Data items:

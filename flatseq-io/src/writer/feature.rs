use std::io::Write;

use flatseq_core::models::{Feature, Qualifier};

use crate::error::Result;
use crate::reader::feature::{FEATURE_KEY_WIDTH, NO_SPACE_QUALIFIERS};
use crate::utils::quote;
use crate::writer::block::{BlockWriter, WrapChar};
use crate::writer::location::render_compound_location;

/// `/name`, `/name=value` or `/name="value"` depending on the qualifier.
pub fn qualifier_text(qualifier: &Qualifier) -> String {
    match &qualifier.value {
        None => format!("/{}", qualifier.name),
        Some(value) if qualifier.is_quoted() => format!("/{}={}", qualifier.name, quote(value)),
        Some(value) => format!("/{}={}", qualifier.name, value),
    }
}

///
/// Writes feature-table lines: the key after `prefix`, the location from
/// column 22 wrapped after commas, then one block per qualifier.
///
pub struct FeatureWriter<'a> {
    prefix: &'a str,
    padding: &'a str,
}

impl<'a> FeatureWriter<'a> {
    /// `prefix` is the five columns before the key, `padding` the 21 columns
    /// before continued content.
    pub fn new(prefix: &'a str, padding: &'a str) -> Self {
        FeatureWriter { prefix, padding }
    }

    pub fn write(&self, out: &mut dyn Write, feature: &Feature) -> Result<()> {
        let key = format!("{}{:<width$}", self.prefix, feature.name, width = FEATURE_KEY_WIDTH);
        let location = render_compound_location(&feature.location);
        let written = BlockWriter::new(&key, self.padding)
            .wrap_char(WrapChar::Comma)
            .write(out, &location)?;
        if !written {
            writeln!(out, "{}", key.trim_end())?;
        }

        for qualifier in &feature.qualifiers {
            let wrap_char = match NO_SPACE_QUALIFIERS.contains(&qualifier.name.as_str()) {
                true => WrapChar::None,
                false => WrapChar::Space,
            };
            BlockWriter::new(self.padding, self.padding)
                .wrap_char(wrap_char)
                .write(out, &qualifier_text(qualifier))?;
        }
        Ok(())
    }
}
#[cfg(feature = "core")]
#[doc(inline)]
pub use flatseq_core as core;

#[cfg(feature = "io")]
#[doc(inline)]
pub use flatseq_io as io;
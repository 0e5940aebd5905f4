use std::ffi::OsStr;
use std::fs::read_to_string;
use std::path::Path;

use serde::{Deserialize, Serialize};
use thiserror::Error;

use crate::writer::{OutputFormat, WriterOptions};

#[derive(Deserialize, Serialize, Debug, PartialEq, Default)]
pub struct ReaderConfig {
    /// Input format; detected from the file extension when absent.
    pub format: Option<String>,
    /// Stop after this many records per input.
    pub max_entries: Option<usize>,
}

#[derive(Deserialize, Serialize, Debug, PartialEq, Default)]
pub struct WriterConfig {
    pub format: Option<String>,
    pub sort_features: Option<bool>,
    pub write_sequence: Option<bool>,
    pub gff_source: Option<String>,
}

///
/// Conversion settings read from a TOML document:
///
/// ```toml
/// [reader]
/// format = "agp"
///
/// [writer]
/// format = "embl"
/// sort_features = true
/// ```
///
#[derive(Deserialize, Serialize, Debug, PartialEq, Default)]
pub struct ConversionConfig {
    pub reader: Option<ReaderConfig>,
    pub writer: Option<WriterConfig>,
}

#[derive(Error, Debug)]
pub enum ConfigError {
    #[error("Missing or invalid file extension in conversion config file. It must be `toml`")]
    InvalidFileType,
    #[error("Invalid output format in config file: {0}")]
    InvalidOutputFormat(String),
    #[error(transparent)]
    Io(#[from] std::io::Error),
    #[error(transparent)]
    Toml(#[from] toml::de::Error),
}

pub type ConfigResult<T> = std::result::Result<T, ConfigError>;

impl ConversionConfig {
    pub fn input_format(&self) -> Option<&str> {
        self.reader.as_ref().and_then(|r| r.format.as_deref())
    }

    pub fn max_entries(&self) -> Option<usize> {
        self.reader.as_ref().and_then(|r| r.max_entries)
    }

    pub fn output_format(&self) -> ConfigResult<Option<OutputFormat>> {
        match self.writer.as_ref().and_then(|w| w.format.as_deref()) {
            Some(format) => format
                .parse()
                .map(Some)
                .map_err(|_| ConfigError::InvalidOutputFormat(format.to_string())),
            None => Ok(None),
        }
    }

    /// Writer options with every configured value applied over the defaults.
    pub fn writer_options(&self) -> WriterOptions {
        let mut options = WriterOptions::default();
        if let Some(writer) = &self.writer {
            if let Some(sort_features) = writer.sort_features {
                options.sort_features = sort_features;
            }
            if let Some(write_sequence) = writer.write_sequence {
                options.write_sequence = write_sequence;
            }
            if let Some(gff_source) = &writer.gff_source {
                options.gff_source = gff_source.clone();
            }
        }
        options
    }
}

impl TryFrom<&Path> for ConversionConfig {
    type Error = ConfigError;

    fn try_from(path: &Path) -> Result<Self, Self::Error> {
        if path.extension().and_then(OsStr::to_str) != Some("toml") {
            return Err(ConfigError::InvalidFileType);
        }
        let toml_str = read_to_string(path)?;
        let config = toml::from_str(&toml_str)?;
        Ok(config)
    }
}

Your task —
Whenever the string "crate" turns up in a line above, copy that line out.

Written response —
use crate::error::Result;
use crate::reader::feature::{FEATURE_KEY_WIDTH, NO_SPACE_QUALIFIERS};
use crate::utils::quote;
use crate::writer::block::{BlockWriter, WrapChar};
use crate::writer::location::render_compound_location;
use crate::writer::{OutputFormat, WriterOptions};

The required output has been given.